Let's see: We want to pay in pesos, but only if we get the pesos at the unofficial rate. Otherwise, it's better to pay in dollars, but only if the person on the other side will take the dollars at the "blue" or free-market rate.
Usually, you end up somewhere in between. If you try to bring money into the country, the government insists you trade it on the official market. But you can still work out trades at the "blue" rate – either by bringing physical cash into the country or by working with an unofficial money changer.
The money changers buy bonds for you in Miami. Then they sell the bonds in Buenos Aires. The market for the bonds should be about the same in both cities. The money changer is happy to have his dollars. You are happy to have pesos that you can spend – or in our case, pay our farmhands and farm expenses.
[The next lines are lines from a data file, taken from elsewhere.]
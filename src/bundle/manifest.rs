//! Bundle manifest
//!
//! The manifest is the unit of integrity verification. It records every
//! captured context with its graph file and hash, every included file with
//! its hash, and the concrete dependency versions. `content_hash` covers
//! all of that (but not the free-text name and description), so two
//! manifests with equal content hashes describe identical bundle content.

use std::collections::{BTreeMap, BTreeSet};
use std::path::Path;

use serde::{Deserialize, Serialize};
use walkdir::WalkDir;

use super::layout;
use crate::domain::{BundleKey, ContextId, Version};
use crate::error::{Result, bundle, fs};
use crate::hash;
use crate::path_utils;

/// Current manifest format version
pub const MANIFEST_VERSION: u32 = 1;

/// A captured context
#[derive(Debug, Clone, PartialEq, Eq, Serialize, Deserialize)]
pub struct ContextEntry {
    pub id: ContextId,
    /// Graph file name under `graphs/`
    pub file: String,
    pub hash: String,
}

/// An included file
#[derive(Debug, Clone, PartialEq, Eq, Serialize, Deserialize)]
pub struct FileEntry {
    /// `/`-separated path under `files/`
    pub path: String,
    pub hash: String,
}

/// A dependency pinned to a concrete version
#[derive(Debug, Clone, PartialEq, Eq, Serialize, Deserialize)]
pub struct ManifestDependency {
    pub id: String,
    pub version: Version,
    #[serde(default, skip_serializing_if = "Vec::is_empty")]
    pub excludes: Vec<ContextId>,
}

impl ManifestDependency {
    pub fn key(&self) -> BundleKey {
        BundleKey::new(self.id.clone(), self.version)
    }
}

#[derive(Debug, Clone, PartialEq, Eq, Serialize, Deserialize)]
pub struct Manifest {
    pub manifest_version: u32,
    pub id: String,
    pub version: Version,
    #[serde(default, skip_serializing_if = "Option::is_none")]
    pub name: Option<String>,
    #[serde(default, skip_serializing_if = "Option::is_none")]
    pub description: Option<String>,
    #[serde(default)]
    pub contexts: Vec<ContextEntry>,
    #[serde(default)]
    pub files: Vec<FileEntry>,
    #[serde(default)]
    pub dependencies: Vec<ManifestDependency>,
    #[serde(default)]
    pub content_hash: String,
}

impl Manifest {
    /// Start an empty manifest; call [`Manifest::seal`] once populated
    pub fn new(id: impl Into<String>, version: Version) -> Self {
        Self {
            manifest_version: MANIFEST_VERSION,
            id: id.into(),
            version,
            name: None,
            description: None,
            contexts: Vec::new(),
            files: Vec::new(),
            dependencies: Vec::new(),
            content_hash: String::new(),
        }
    }

    /// Record a serialized context
    pub fn add_context(&mut self, id: impl Into<String>, hash: impl Into<String>) {
        let id = id.into();
        self.contexts.push(ContextEntry {
            file: layout::graph_file_name(&id),
            id,
            hash: hash.into(),
        });
    }

    pub fn add_file(&mut self, path: impl Into<String>, hash: impl Into<String>) {
        self.files.push(FileEntry {
            path: path.into(),
            hash: hash.into(),
        });
    }

    pub fn add_dependency(&mut self, dependency: ManifestDependency) {
        if !self.dependencies.contains(&dependency) {
            self.dependencies.push(dependency);
        }
    }

    /// Sort entries and compute the content hash
    #[must_use]
    pub fn seal(mut self) -> Self {
        self.contexts.sort_by(|a, b| a.id.cmp(&b.id));
        self.contexts.dedup_by(|a, b| a.id == b.id);
        self.files.sort_by(|a, b| a.path.cmp(&b.path));
        self.files.dedup_by(|a, b| a.path == b.path);
        self.content_hash = self.compute_content_hash();
        self
    }

    pub fn key(&self) -> BundleKey {
        BundleKey::new(self.id.clone(), self.version)
    }

    pub fn context_ids(&self) -> impl Iterator<Item = &str> {
        self.contexts.iter().map(|c| c.id.as_str())
    }

    /// Graph file name of a captured context
    pub fn context_file(&self, context: &str) -> Option<&str> {
        self.contexts
            .iter()
            .find(|c| c.id == context)
            .map(|c| c.file.as_str())
    }

    /// Hash over contexts, files and dependencies
    pub fn compute_content_hash(&self) -> String {
        let mut records: Vec<Vec<String>> = vec![
            vec!["manifest_version".into(), self.manifest_version.to_string()],
            vec!["id".into(), self.id.clone()],
            vec!["version".into(), self.version.to_string()],
        ];
        for c in &self.contexts {
            records.push(vec![
                "context".into(),
                c.id.clone(),
                c.file.clone(),
                c.hash.clone(),
            ]);
        }
        for f in &self.files {
            records.push(vec!["file".into(), f.path.clone(), f.hash.clone()]);
        }
        for d in &self.dependencies {
            let mut record = vec!["dependency".into(), d.id.clone(), d.version.to_string()];
            record.extend(d.excludes.iter().cloned());
            records.push(record);
        }
        hash::hash_records(records.iter().map(|r| r.iter().map(String::as_str)))
    }

    /// Archive entry names in packing order: manifest, graphs, files
    pub fn entry_paths(&self) -> Vec<String> {
        let mut graphs: Vec<String> = self
            .contexts
            .iter()
            .map(|c| layout::graph_entry(&c.file))
            .collect();
        graphs.sort();
        let mut files: Vec<String> = self
            .files
            .iter()
            .map(|f| layout::file_entry(&f.path))
            .collect();
        files.sort();

        let mut entries = vec![layout::MANIFEST_FILE.to_string()];
        entries.extend(graphs);
        entries.extend(files);
        entries
    }

    /// Expected hash of every non-manifest entry, keyed by entry name
    pub fn entry_hashes(&self) -> BTreeMap<String, &str> {
        let mut hashes = BTreeMap::new();
        for c in &self.contexts {
            hashes.insert(layout::graph_entry(&c.file), c.hash.as_str());
        }
        for f in &self.files {
            hashes.insert(layout::file_entry(&f.path), f.hash.as_str());
        }
        hashes
    }

    /// Manifest format version is present and supported
    pub fn check_format(&self) -> std::result::Result<(), String> {
        if self.manifest_version == 0 {
            return Err("missing manifest version".to_string());
        }
        if self.manifest_version > MANIFEST_VERSION {
            return Err(format!(
                "manifest version {} is newer than supported version {}",
                self.manifest_version, MANIFEST_VERSION
            ));
        }
        Ok(())
    }

    /// Structural validation; returns the first problem found
    pub fn check(&self) -> std::result::Result<(), String> {
        self.check_format()?;
        if self.id.trim().is_empty() {
            return Err("empty bundle id".to_string());
        }
        if self.version == 0 {
            return Err("version must be at least 1".to_string());
        }

        let mut seen = BTreeSet::new();
        for c in &self.contexts {
            if !seen.insert(c.id.as_str()) {
                return Err(format!("duplicate context {}", c.id));
            }
            if c.file != layout::graph_file_name(&c.id) {
                return Err(format!("unexpected graph file name for context {}", c.id));
            }
        }

        let mut seen = BTreeSet::new();
        for f in &self.files {
            if !path_utils::is_safe_relative(&f.path) {
                return Err(format!("unsafe file path {}", f.path));
            }
            if !seen.insert(f.path.as_str()) {
                return Err(format!("duplicate file {}", f.path));
            }
        }

        for d in &self.dependencies {
            if d.id.trim().is_empty() || d.version == 0 {
                return Err("invalid dependency entry".to_string());
            }
            if d.id == self.id {
                return Err("bundle depends on itself".to_string());
            }
        }

        if !hash::verify_hash(&self.content_hash, &self.compute_content_hash()) {
            return Err("content hash does not match manifest entries".to_string());
        }
        Ok(())
    }

    /// Serialize to the on-disk JSON form
    pub fn to_bytes(&self) -> Result<Vec<u8>> {
        let mut bytes = serde_json::to_vec_pretty(self)?;
        bytes.push(b'\n');
        Ok(bytes)
    }

    /// Parse and validate; `origin` names the source in errors
    pub fn from_bytes(bytes: &[u8], origin: &str) -> Result<Self> {
        let manifest: Self = serde_json::from_slice(bytes)
            .map_err(|e| bundle::malformed(origin, format!("invalid manifest: {e}")))?;
        manifest
            .check()
            .map_err(|reason| bundle::malformed(origin, reason))?;
        Ok(manifest)
    }

    /// Read the manifest of a bundle directory
    pub fn load(dir: &Path) -> Result<Self> {
        let path = dir.join(layout::MANIFEST_FILE);
        if !path.is_file() {
            return Err(bundle::malformed(
                dir.display().to_string(),
                "no manifest file",
            ));
        }
        let bytes = std::fs::read(&path).map_err(|e| fs::read_failed(&path, e))?;
        Self::from_bytes(&bytes, &dir.display().to_string())
    }

    /// Write the manifest into a bundle directory
    pub fn write(&self, dir: &Path) -> Result<()> {
        let path = dir.join(layout::MANIFEST_FILE);
        std::fs::write(&path, self.to_bytes()?).map_err(|e| fs::write_failed(&path, e))
    }

    /// Recompute every hash in `dir` and check that it holds exactly the
    /// entries this manifest lists.
    pub fn verify_dir(&self, dir: &Path) -> Result<()> {
        let origin = dir.display().to_string();
        let expected = self.entry_hashes();

        for (entry, expected_hash) in &expected {
            let path = dir.join(entry);
            if !path.is_file() {
                return Err(bundle::corrupt(&origin, format!("missing entry {entry}")));
            }
            let actual = hash::hash_file(&path)?;
            if !hash::verify_hash(expected_hash, &actual) {
                return Err(bundle::corrupt(&origin, format!("hash mismatch for {entry}")));
            }
        }

        for entry in WalkDir::new(dir) {
            let entry = entry.map_err(|e| {
                let path = e.path().unwrap_or(dir).to_path_buf();
                fs::read_failed(path, e)
            })?;
            if entry.file_type().is_dir() {
                continue;
            }
            let Ok(relative) = entry.path().strip_prefix(dir) else {
                continue;
            };
            let relative = path_utils::to_forward_slashes(relative);
            if relative != layout::MANIFEST_FILE && !expected.contains_key(&relative) {
                return Err(bundle::corrupt(
                    &origin,
                    format!("unexpected entry {relative}"),
                ));
            }
        }

        Ok(())
    }
}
It is always a pleasure to visit Argentina. It is a country where economic disaster stories are daily life, where economists' daffy theories are government policy and where everyday citizens have to figure out how to deal with a monetary system that is half-mad, and half merely incompetent.
When we are here, we need to spend pesos, especially out in the country, where people's math skills are not as well developed as they are in Buenos Aires. But any serious purchase – say, if you're buying an apartment – requires dollars. So you have to be prepared.
Most people want dollars. But they can't take them. Because the Argentine feds will ask a lot of questions. If a merchant takes dollars at the unofficial rate, the feds will give him a hard time.
That leaves buyers and sellers of dollars getting together in dark "caves." Dow Jones reports:
Argentina's foreign-exchange market is going underground. As the government restricts access to foreign currencies, Argentines seeking hard-to-get dollars have been pushed into cuevas, or caves – clandestine operations where customers pay dearly to exchange pesos for greenbacks.
Buying dollars for savings is banned, and authorities make only small amounts of foreign currency available for travel abroad. Travelers must submit an online request to the national tax authority just days before leaving, and they usually receive approval for much less than they requested.
Businesses need government approval to import equipment and materials at the cheap official exchange rate. The national tax agency has even posted dollar-sniffing dogs at border crossings to catch those traveling with undeclared currency.
A visit to Argentina is like taking a Ph.D. in monetary catastrophe and economic mismanagement. It reminds us how politicians can really make a mess of an economy when they put their minds to it.